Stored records

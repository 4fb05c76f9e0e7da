use std::collections::HashMap;

use crate::config::LintConfig;
use crate::diagnostics::{Diagnostic, DiagnosticKind};
use crate::model::{Document, Toc, TocEntry, TocPart};

/// Title of the part that collects documents no configured part claims
pub const DEFAULT_PART_TITLE: &str = "Reference";

/// Title of the single part used when no parts are configured
pub const UNGROUPED_PART_TITLE: &str = "Contents";

/// Result of building a table of contents
///
/// Problems found while building (missing files, duplicate anchors) are
/// diagnostics alongside the Toc, not failures: a best-effort index is
/// still produced.
#[derive(Debug, Clone, PartialEq)]
pub struct TocBuildResult {
    pub toc: Toc,
    pub diagnostics: Vec<Diagnostic>,
}

/// Build the table of contents for a corpus
///
/// Part groupings come from the configuration; documents not claimed by
/// any part collect into a trailing default part, in path order. With no
/// configured parts the whole corpus forms one part. Output is
/// deterministic for a given corpus and configuration.
///
/// Detects as error diagnostics:
/// - configured paths with no matching document (`E_MISSING_FILE`)
/// - two documents slugging to the same anchor (`E_DUPLICATE_ANCHOR`)
pub fn build_toc(docs: &[Document], config: &LintConfig) -> TocBuildResult {
    let mut diagnostics = Vec::new();
    let by_path: HashMap<String, &Document> =
        docs.iter().map(|d| (d.path_display(), d)).collect();

    let mut toc = Toc::new();
    let mut claimed: Vec<String> = Vec::new();

    for part_config in &config.parts {
        let mut part = TocPart::new(&part_config.title);
        for doc_path in &part_config.docs {
            match by_path.get(doc_path.as_str()) {
                Some(doc) => {
                    part.entries
                        .push(TocEntry::new(&doc.title, doc.path_display()));
                    claimed.push(doc_path.clone());
                }
                None => {
                    diagnostics.push(
                        Diagnostic::new(DiagnosticKind::MissingFile)
                            .with_path(doc_path)
                            .with_message(format!(
                                "part '{}' references a file that is not in the corpus",
                                part_config.title
                            )),
                    );
                }
            }
        }
        toc.parts.push(part);
    }

    // Unclaimed documents land in a trailing part, path-sorted
    let mut unclaimed: Vec<&Document> = docs
        .iter()
        .filter(|d| !claimed.contains(&d.path_display()))
        .collect();
    unclaimed.sort_by_key(|d| d.path_display());

    if !unclaimed.is_empty() {
        let title = if config.parts.is_empty() {
            UNGROUPED_PART_TITLE
        } else {
            DEFAULT_PART_TITLE
        };
        let mut part = TocPart::new(title);
        for doc in unclaimed {
            part.entries
                .push(TocEntry::new(&doc.title, doc.path_display()));
        }
        toc.parts.push(part);
    }

    // Duplicate anchors across the whole corpus
    let mut anchors: HashMap<String, String> = HashMap::new();
    let mut sorted_docs: Vec<&Document> = docs.iter().collect();
    sorted_docs.sort_by_key(|d| d.path_display());
    for doc in sorted_docs {
        let anchor = doc.anchor();
        if anchor.is_empty() {
            continue;
        }
        match anchors.get(&anchor) {
            Some(first_path) => {
                diagnostics.push(
                    Diagnostic::new(DiagnosticKind::DuplicateAnchor)
                        .with_path(doc.path_display())
                        .with_message(format!(
                            "anchor '{}' collides with {}",
                            anchor, first_path
                        )),
                );
            }
            None => {
                anchors.insert(anchor, doc.path_display());
            }
        }
    }

    TocBuildResult { toc, diagnostics }
}

#[cfg(test)]
mod tests {
    use std::path::PathBuf;

    use super::*;
    use crate::config::PartConfig;

    fn doc(path: &str, title: &str) -> Document {
        Document::new(PathBuf::from(path), title.to_string(), true)
    }

    #[test]
    fn test_no_config_single_part_in_path_order() {
        let docs = vec![doc("z.md", "Zeta"), doc("a.md", "Alpha")];
        let result = build_toc(&docs, &LintConfig::default());

        assert!(result.diagnostics.is_empty());
        assert_eq!(result.toc.parts.len(), 1);
        assert_eq!(result.toc.parts[0].title, UNGROUPED_PART_TITLE);
        assert_eq!(
            result.toc.pairs(),
            vec![
                ("Alpha".to_string(), "a.md".to_string()),
                ("Zeta".to_string(), "z.md".to_string()),
            ]
        );
    }

    #[test]
    fn test_configured_parts_and_trailing_default() {
        let docs = vec![
            doc("primitives.md", "Primitives"),
            doc("equality.md", "Equality"),
            doc("extra.md", "Extra Notes"),
        ];
        let mut config = LintConfig::default();
        config.parts.push(PartConfig {
            title: "Part 1: Fundamentals".to_string(),
            docs: vec!["primitives.md".to_string(), "equality.md".to_string()],
        });

        let result = build_toc(&docs, &config);
        assert!(result.diagnostics.is_empty());
        assert_eq!(result.toc.parts.len(), 2);
        assert_eq!(result.toc.parts[0].title, "Part 1: Fundamentals");
        assert_eq!(result.toc.parts[1].title, DEFAULT_PART_TITLE);
        assert_eq!(result.toc.parts[1].entries[0].path, "extra.md");
    }

    #[test]
    fn test_missing_file_reported() {
        let docs = vec![doc("a.md", "A")];
        let mut config = LintConfig::default();
        config.parts.push(PartConfig {
            title: "Part 1".to_string(),
            docs: vec!["a.md".to_string(), "ghost.md".to_string()],
        });

        let result = build_toc(&docs, &config);
        assert_eq!(result.diagnostics.len(), 1);
        assert_eq!(result.diagnostics[0].kind(), DiagnosticKind::MissingFile);
        assert_eq!(result.diagnostics[0].path(), Some("ghost.md"));
        // The valid entry still made it in
        assert_eq!(result.toc.len(), 1);
    }

    #[test]
    fn test_duplicate_anchor_reported() {
        let docs = vec![doc("a.md", "Closures"), doc("b.md", "Closures!")];
        let result = build_toc(&docs, &LintConfig::default());

        let dup: Vec<_> = result
            .diagnostics
            .iter()
            .filter(|d| d.kind() == DiagnosticKind::DuplicateAnchor)
            .collect();
        assert_eq!(dup.len(), 1);
        assert_eq!(dup[0].path(), Some("b.md"));
    }

    #[test]
    fn test_build_is_deterministic() {
        let docs = vec![doc("b.md", "B"), doc("a.md", "A"), doc("c.md", "C")];
        let config = LintConfig::default();
        assert_eq!(build_toc(&docs, &config), build_toc(&docs, &config));
    }
}
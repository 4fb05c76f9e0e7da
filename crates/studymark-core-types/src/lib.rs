//! Core types shared across studymark facilities
//!
//! This crate provides foundational types used by both the diagnostic
//! reporting and logging facilities:
//!
//! - **Correlation types**: RunId, RunContext
//! - **Schema constants**: Canonical field keys and event names

pub mod correlation;
pub mod schema;

pub use correlation::{RunContext, RunId};
//! Canonical logging macros
//!
//! These macros provide a structured, consistent way to log pipeline
//! stages. Every event carries the component, operation name, and event
//! kind fields from the studymark-core-types schema.

/// Log the start of an operation
///
/// # Example
///
/// ```
/// # use studymark_core::log_op_start;
/// log_op_start!("load_corpus");
/// log_op_start!("load_corpus", doc_path = "closures.md");
/// ```
#[macro_export]
macro_rules! log_op_start {
    ($op:expr) => {
        tracing::info!(
            component = module_path!(),
            op = $op,
            event = studymark_core_types::schema::EVENT_START,
        );
    };
    ($op:expr, $($field:tt)*) => {
        tracing::info!(
            component = module_path!(),
            op = $op,
            event = studymark_core_types::schema::EVENT_START,
            $($field)*
        );
    };
}

/// Log the successful end of an operation
///
/// # Example
///
/// ```
/// # use studymark_core::log_op_end;
/// log_op_end!("load_corpus", duration_ms = 42);
/// ```
#[macro_export]
macro_rules! log_op_end {
    ($op:expr, duration_ms = $duration:expr) => {
        tracing::info!(
            component = module_path!(),
            op = $op,
            event = studymark_core_types::schema::EVENT_END,
            duration_ms = $duration,
        );
    };
    ($op:expr, duration_ms = $duration:expr, $($field:tt)*) => {
        tracing::info!(
            component = module_path!(),
            op = $op,
            event = studymark_core_types::schema::EVENT_END,
            duration_ms = $duration,
            $($field)*
        );
    };
}

/// Log an operation error
///
/// # Example
///
/// ```ignore
/// # use studymark_core::{log_op_error, errors::StudymarkError};
/// let err = StudymarkError::CorpusRootNotFound { path: "docs/".into() };
/// log_op_error!("load_corpus", err, duration_ms = 10);
/// ```
#[macro_export]
macro_rules! log_op_error {
    ($op:expr, $err:expr, duration_ms = $duration:expr) => {
        tracing::error!(
            component = module_path!(),
            op = $op,
            event = studymark_core_types::schema::EVENT_END_ERROR,
            duration_ms = $duration,
            err = %$err,
        );
    };
    ($op:expr, $err:expr, duration_ms = $duration:expr, $($field:tt)*) => {
        tracing::error!(
            component = module_path!(),
            op = $op,
            event = studymark_core_types::schema::EVENT_END_ERROR,
            duration_ms = $duration,
            err = %$err,
            $($field)*
        );
    };
}
//! Section schema finders
//!
//! Pure functions over a Document's recognized section kinds. Each finder
//! reports one class of structural issue; the validator aggregates them
//! into diagnostics. Unrecognized headings never participate: a document
//! is free to add sections beyond the canonical eight.

use crate::model::{Document, Section, SectionKind};

/// Find canonical kinds absent from the document
///
/// Returns missing kinds in canonical order, so a document with three
/// canonical sections yields exactly five entries.
pub fn find_missing_sections(doc: &Document) -> Vec<SectionKind> {
    let present = doc.canonical_kinds();
    SectionKind::CANONICAL_ORDER
        .iter()
        .copied()
        .filter(|kind| !present.contains(kind))
        .collect()
}

/// Find canonical sections that appear out of canonical order
///
/// Walks the recognized kinds in document order and flags every section
/// whose rank is lower than the highest rank seen before it. A fully
/// sorted document (with any subset of kinds) yields no entries.
///
/// Returns (kind, heading line) tuples.
pub fn find_out_of_order_sections(doc: &Document) -> Vec<(SectionKind, usize)> {
    let mut out_of_order = Vec::new();
    let mut max_rank_seen: Option<usize> = None;

    for section in &doc.sections {
        let Some(kind) = section.kind else {
            continue;
        };
        let rank = kind.rank();
        match max_rank_seen {
            Some(max) if rank < max => {
                out_of_order.push((kind, section.line));
            }
            _ => {
                max_rank_seen = Some(max_rank_seen.unwrap_or(0).max(rank));
            }
        }
    }

    out_of_order
}

/// Find canonical kinds that appear more than once
///
/// Returns (kind, line of the second and later occurrences) tuples.
pub fn find_duplicate_sections(doc: &Document) -> Vec<(SectionKind, usize)> {
    let mut seen: Vec<SectionKind> = Vec::new();
    let mut duplicates = Vec::new();

    for section in &doc.sections {
        let Some(kind) = section.kind else {
            continue;
        };
        if seen.contains(&kind) {
            duplicates.push((kind, section.line));
        } else {
            seen.push(kind);
        }
    }

    duplicates
}

/// Find canonical sections whose body carries no prose and no snippets
///
/// Returns references to the offending sections.
pub fn find_empty_sections(doc: &Document) -> Vec<&Section> {
    doc.sections
        .iter()
        .filter(|s| s.is_canonical() && s.is_empty())
        .collect()
}
//! Correlation types for lint-run tracking
//!
//! Every invocation of the lint pipeline is stamped with a RunId so that
//! log events and the final report can be correlated after the fact.

use serde::{Deserialize, Serialize};
use uuid::Uuid;

/// Unique identifier for a single lint run
#[derive(Debug, Clone, PartialEq, Eq, Hash, Serialize, Deserialize)]
pub struct RunId(String);

impl RunId {
    /// Generate a new random RunId using UUIDv7
    pub fn new() -> Self {
        Self(Uuid::now_v7().to_string())
    }

    /// Get the string representation
    pub fn as_str(&self) -> &str {
        &self.0
    }

    /// Create from an existing string (for deserialization)
    pub fn from_string(s: String) -> Self {
        Self(s)
    }
}

impl Default for RunId {
    fn default() -> Self {
        Self::new()
    }
}

impl std::fmt::Display for RunId {
    fn fmt(&self, f: &mut std::fmt::Formatter<'_>) -> std::fmt::Result {
        write!(f, "{}", self.0)
    }
}

/// Context carried through pipeline stages for correlation
#[derive(Debug, Clone)]
pub struct RunContext {
    pub run_id: RunId,
    /// Root directory of the corpus under lint, as given on the command line
    pub corpus_root: Option<String>,
}

impl RunContext {
    /// Create a new context with a fresh RunId
    pub fn new() -> Self {
        Self {
            run_id: RunId::new(),
            corpus_root: None,
        }
    }

    /// Create a context with an existing RunId
    pub fn with_run_id(run_id: RunId) -> Self {
        Self {
            run_id,
            corpus_root: None,
        }
    }

    /// Record the corpus root on the context
    pub fn with_corpus_root(mut self, root: impl Into<String>) -> Self {
        self.corpus_root = Some(root.into());
        self
    }
}

impl Default for RunContext {
    fn default() -> Self {
        Self::new()
    }
}
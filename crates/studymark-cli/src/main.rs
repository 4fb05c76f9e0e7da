//! Studymark CLI
//!
//! Command-line interface for the studymark documentation linter

use clap::{Parser, Subcommand};
use studymark_core::logging_facility::{init, Profile};

mod commands;

#[derive(Debug, Parser)]
#[command(name = "studymark")]
#[command(about = "Studymark - Markdown study-guide linter", long_about = None)]
struct Cli {
    /// Human-readable debug logging on stderr instead of JSON
    #[arg(long, global = true)]
    verbose: bool,

    #[command(subcommand)]
    command: Commands,
}

#[derive(Debug, Subcommand)]
enum Commands {
    /// Lint a corpus: section schema, table of contents, optionally snippets
    Lint(commands::lint::LintArgs),
    /// Check snippet outputs against their declared expectations
    Snippets(commands::snippets::SnippetsArgs),
    /// Build, check, or write the table of contents
    Toc(commands::toc::TocArgs),
}

fn main() {
    let cli = Cli::parse();

    init(if cli.verbose {
        Profile::Development
    } else {
        Profile::Production
    });

    let result = match cli.command {
        Commands::Lint(args) => commands::lint::execute(args),
        Commands::Snippets(args) => commands::snippets::execute(args),
        Commands::Toc(args) => commands::toc::execute(args),
    };

    match result {
        Ok(code) => std::process::exit(code),
        Err(e) => {
            eprintln!("Error: {}", e);
            std::process::exit(2);
        }
    }
}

[Directions]:
If a line in the records above holds the string "push", copy it out.

[Response to the exercise]:
                        .push(TocEntry::new(&doc.title, doc.path_display()));
                    claimed.push(doc_path.clone());
                    diagnostics.push(
        toc.parts.push(part);
                .push(TocEntry::new(&doc.title, doc.path_display()));
        toc.parts.push(part);
                diagnostics.push(
        config.parts.push(PartConfig {
        config.parts.push(PartConfig {
                out_of_order.push((kind, section.line));
            duplicates.push((kind, section.line));
            seen.push(kind);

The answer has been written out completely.